RetopoWolf RetopoWolf
Edge‑loops are the backbone of clean mesh work, so sure, the same logic could keep protein surfaces tidy. But proteins don’t come with a clean quad grid – they’re a mess of irregular vertices and tight curvature. You’ll need a lot more topology gymnastics than the usual retopo workflow, and even then you’ll end up fighting the data rather than the geometry. If you can keep the loops tight and the edges manifold, you’ll get a nicer surface to dock on, but don’t expect the same sweet, clean flow you get on a character model.
Biomihan Biomihan
Sounds like a solid plan, but you’ll need a robust algorithm to enforce manifoldness first. I’d start by mapping the protein surface into a mesh grid, then iteratively adjust the vertex positions to reduce curvature spikes before applying edge‑loop clean‑ups.

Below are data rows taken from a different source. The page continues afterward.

//! Exact decimal currency amounts.
//!
//! Wraps `rust_decimal` so balances are compared and updated without any
//! floating-point error. Values keep the full precision they were created
//! with; only rendering is fixed at two decimal places.

use rust_decimal::{Decimal, RoundingStrategy};
use std::fmt;
use std::ops::SubAssign;
use std::str::FromStr;

/// A currency amount backed by an exact decimal.
///
/// Values never rescale and parsing never rounds, so a withdrawal one
/// hundredth of a cent over the balance is still detected.
/// `Display` always renders two decimal places.
///
/// # Examples
///
/// ```
/// use std::str::FromStr;
/// use atm_ledger::Money;
///
/// let amount = Money::from_str("300.3").unwrap();
/// assert_eq!(amount.to_string(), "300.30");
/// ```
#[derive(Debug, Clone, Copy, PartialEq, Eq, PartialOrd, Ord, Hash, Default)]
pub struct Money(Decimal);

impl Money {
    /// The number of decimal places used when rendering.
    pub const DISPLAY_SCALE: u32 = 2;

    /// Zero value.
    pub const ZERO: Self = Money(Decimal::ZERO);

    /// Creates a new `Money` from a `Decimal`, keeping its precision.
    pub fn new(value: Decimal) -> Self {
        Money(value)
    }

    /// Returns the underlying decimal value.
    pub fn value(&self) -> Decimal {
        self.0
    }

    /// Returns `true` if this value is zero.
    pub fn is_zero(&self) -> bool {
        self.0.is_zero()
    }

    /// Returns `true` if this value is strictly below zero.
    ///
    /// Negative zero (`-0.00`) is not negative.
    pub fn is_negative(&self) -> bool {
        self.0 < Decimal::ZERO
    }

    /// Adds two amounts, returning `None` on decimal overflow.
    pub fn checked_add(self, rhs: Self) -> Option<Self> {
        self.0.checked_add(rhs.0).map(Money)
    }
}

/// Parses without rounding: input with more fractional digits than a
/// `Decimal` can hold is an error rather than a nearby value.
impl FromStr for Money {
    type Err = rust_decimal::Error;

    fn from_str(s: &str) -> std::result::Result<Self, Self::Err> {
        let decimal = Decimal::from_str_exact(s.trim())?;
        Ok(Money::new(decimal))
    }
}

impl fmt::Display for Money {
    fn fmt(&self, f: &mut fmt::Formatter<'_>) -> fmt::Result {
        let rounded = self
            .0
            .round_dp_with_strategy(Self::DISPLAY_SCALE, RoundingStrategy::MidpointAwayFromZero);
        write!(f, "{:.2}", rounded)
    }
}

// Only applied with `0 <= rhs <= self`; cannot overflow.
impl SubAssign for Money {
    fn sub_assign(&mut self, rhs: Self) {
        self.0 -= rhs.0;
    }
}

Keep a log of each adjustment—if something fails, you’ll know exactly where the topology broke.
RetopoWolf RetopoWolf
That sounds like a textbook pipeline, but don’t forget the protein surface will still bite back. Make sure you validate manifoldness after each tweak; a single non‑manifold edge and you’re back at square one. Logging is good—think of it as a revision history for geometry, not just a debugging log. Keep the edits incremental; one massive adjustment is a recipe for chaos. Good luck, and try not to rage‑quit over a stray crease.
Biomihan Biomihan
Got it—incremental, logged edits, manifold checks after each tweak. I’ll keep everything in order and avoid the chaotic big moves. Thanks for the reminder, I’ll stay methodical and not let a stray crease throw me off.